How the iPhone Changed the Way We Do Ethnography: A Methodological Note

In
my partial blog-writing absence (though in case you’re worried, all is well
here in Astoria, Queens, post storm — we’re high and dry and with electricity)
I wanted to feature a few promising up-and-coming researchers I’m excited about.

The first of the young-upstart rising-star whipper-snappers is Jan
Haldipur (his email). Jan, an
ethnographer from upstate New York,is a PhD Candidate in Sociology at the CUNY Graduate Center. He’s researching how the NYPD’s Stop, Question,
and Frisk policies affect people in a South Bronx neighborhood.

I
had a few beers with Jan the other week, and (when I wasn’t trying to impress
him with inferior Dutch-language skills) we got to talking about taking
field notes.
When I was a cop, being required to carry paper and pen makes initial note
taking comparatively easy, at least during down-times. But if you’re doing research
with people who, to put it politely, are more questioning of authority, whipping out a notepad can be rather
conspicuous in a head turning and even potentially dangerous kind of way. And yet, memory
being what it is, a researcher needs to take notes. Jan discovered a great way
around the dilemma. These are Jan Haldipur’s words:

Perched
on the top of a bench in a small courtyard nestled in the South Bronx’s Jackson
Houses, I sat with “Chaz,” one of my contacts in the neighborhood. It was my
first month in the field. With temperatures nearing the triple digits, we clung
to the shady side of the bench, nearest the trees. As I sat, wiping the sweat
from my brow, he told me about a recent argument he had with his grandmother. Not
wanting to miss some of the key details, I clumsily pulled a notepad out of my
back pocket.

Chaz
stopped mid-story and asked me what I was doing.

Jan:
I have to write some of this stuff down…remember? Like we talked about.

Chaz:
I know that much…but you looking like the Feds with that notebook [laughs]. You
see everybody looking at us now?

Feeling
as if time had just stopped, I looked up to see that we were on the receiving
end of a set of glares from a group of teens sitting on an adjacent bench.

In
an attempt to stay true to my ethnographic forefathers, I had been jotting down
notes in shorthand. Deep in the recesses of countless seminal ethnographies,
one can usually find a footnote or appendix detailing the experiences one has
collecting data. Everyone from Whyte to Venkatesh [ed note: and Moskos], it seems, has shared
personal anecdotes on finding odd moments to jot down notes of what they
observed, heard and felt. What these texts seemed to gloss over, however, is
just how conspicuous one can look with a pen and pad in 2012.

Not
wanting to make the situation any more uncomfortable than it was already
becoming, I fumbled around in my pocket and pulled out my iPhone, opened the “notes” section and began typing. In an age when most teens and 20-somethings
remain glued to their i-devices, checking mail, or texting, I found that my
fiddling with a phone while talking to Chaz was no longer “curious” behavior. In
fact, it was seen as quite normal.

Over
the next few weeks and months, meeting with Chaz and an assortment of other
community members, I made a conscious decision to leave my pen and pad at home.
Instead, I relied almost purely on my phone, and, situation permitting, a voice
recorder. The core of the “ethnographic process” remains intact. The means to
achieve change with the times.

The
iPhone! It’s the kind of brilliant yet simple observation I love. And hopefully it will help other researchers out there in the field.

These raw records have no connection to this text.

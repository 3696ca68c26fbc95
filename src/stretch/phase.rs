//! Phase re-estimation: true-frequency recovery and synthesis phase
//! integration.
//!
//! For each bin the analysis phase advance between consecutive frames is
//! compared against the advance the bin's centre frequency would produce
//! over one analysis hop. The wrapped residual gives the bin's true
//! instantaneous frequency, which is then integrated over the synthesis hop.
//! Magnitudes are never modified.

use std::f64::consts::PI;

use rustfft::num_complex::Complex;

#[cfg(feature = "parallel")]
use rayon::prelude::*;

use crate::stretch::params::StretchPlan;
use crate::stretch::spectrum::SpectralMatrix;

const TWO_PI: f64 = 2.0 * PI;

/// Wraps a phase value to `[-PI, PI)` as `(x + PI) mod 2*PI - PI`.
///
/// `PI` maps to `-PI`; `-PI` stays `-PI`.
#[inline]
pub fn wrap_phase(phase: f64) -> f64 {
    let mut p = (phase + PI).rem_euclid(TWO_PI);
    // rem_euclid rounds tiny negative inputs up to exactly 2*PI
    if p >= TWO_PI {
        p = 0.0;
    }
    p - PI
}

/// True angular frequency (rad/s) of a bin from two consecutive analysis
/// phases taken `dt_analysis` seconds apart.
#[inline]
pub fn true_frequency(prev_phase: f64, phase: f64, bin_frequency: f64, dt_analysis: f64) -> f64 {
    let residual = wrap_phase(phase - prev_phase - bin_frequency * dt_analysis);
    bin_frequency + residual / dt_analysis
}

/// Rewrites spectral phases for resynthesis at the synthesis hop.
#[derive(Debug, Clone)]
pub struct PhaseProcessor {
    /// Centre angular frequency per bin, `2*pi*k*sr/N`.
    bin_frequencies: Vec<f64>,
    dt_analysis: f64,
    dt_synthesis: f64,
}

impl PhaseProcessor {
    pub fn new(sample_rate: u32, plan: &StretchPlan) -> Self {
        let sr = sample_rate as f64;
        let n = plan.frame_size as f64;
        let bin_frequencies = (0..plan.frame_size / 2 + 1)
            .map(|k| TWO_PI * k as f64 * sr / n)
            .collect();
        Self {
            bin_frequencies,
            dt_analysis: plan.hop_analysis as f64 / sr,
            dt_synthesis: plan.hop_synthesis as f64 / sr,
        }
    }

    /// Centre angular frequency of `bin` in rad/s.
    #[inline]
    pub fn bin_frequency(&self, bin: usize) -> f64 {
        self.bin_frequencies[bin]
    }

    /// Seconds between analysis frames.
    #[inline]
    pub fn dt_analysis(&self) -> f64 {
        self.dt_analysis
    }

    /// Seconds between synthesis frames.
    #[inline]
    pub fn dt_synthesis(&self) -> f64 {
        self.dt_synthesis
    }

    /// True angular frequency of `bin` at frames `1..len`, one value per
    /// consecutive frame pair of `row`.
    pub fn true_frequencies<'a>(
        &self,
        bin: usize,
        row: &'a [Complex<f64>],
    ) -> impl Iterator<Item = f64> + 'a {
        let omega = self.bin_frequencies[bin];
        let dt = self.dt_analysis;
        row.windows(2)
            .map(move |pair| true_frequency(pair[0].arg(), pair[1].arg(), omega, dt))
    }

    /// Synthesis phase track of `bin`: the analysis phase at frame 0, then
    /// `phi_s[i] = phi_s[i-1] + dt_s * true_frequency[i]`.
    pub fn synthesis_phases(&self, bin: usize, row: &[Complex<f64>]) -> Vec<f64> {
        let Some(first) = row.first() else {
            return Vec::new();
        };
        let initial = first.arg();
        let dt = self.dt_synthesis;
        std::iter::once(initial)
            .chain(self.true_frequencies(bin, row).scan(initial, move |phase, freq| {
                *phase += dt * freq;
                Some(*phase)
            }))
            .collect()
    }

    /// Replaces the phase of every value in one bin's row. Frame 0 keeps its
    /// analysis phase and is left as is.
    fn process_row(&self, bin: usize, row: &mut [Complex<f64>]) {
        let phases = self.synthesis_phases(bin, row);
        for (value, &phase) in row.iter_mut().zip(&phases).skip(1) {
            *value = Complex::from_polar(value.norm(), phase);
        }
    }

    /// Applies the phase update to every bin of `matrix`.
    ///
    /// Frames within a bin are processed strictly in order; separate bins are
    /// independent and run on the rayon pool when the `parallel` feature is on.
    pub fn process(&self, matrix: &mut SpectralMatrix) {
        if matrix.frames() < 2 {
            return;
        }
        debug_assert_eq!(matrix.bins(), self.bin_frequencies.len());
        tracing::debug!(
            bins = matrix.bins(),
            frames = matrix.frames(),
            dt_analysis = self.dt_analysis,
            dt_synthesis = self.dt_synthesis,
            "integrating synthesis phases"
        );

        #[cfg(feature = "parallel")]
        matrix
            .par_rows_mut()
            .enumerate()
            .for_each(|(bin, row)| self.process_row(bin, row));

        #[cfg(not(feature = "parallel"))]
        for (bin, row) in matrix.rows_mut().enumerate() {
            self.process_row(bin, row);
        }
    }
}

[Update: In November, 2012, I was in Chicago for the ASC conference and was riding the Green Line on W. Lake Street toward the loop around 1AM (my, how Chicago has changed since I grew up there). There was one other person in the L car, an African-American man about my age at the other end of the car. I was standing up, in the middle of the car, checking out the fancy new L car. I was scribbling notes in my pad (as I am wont to do). The other guy got upset and told me to, “Stop doing that cop shit!” I told him I was a writer. We ended up on decent terms.]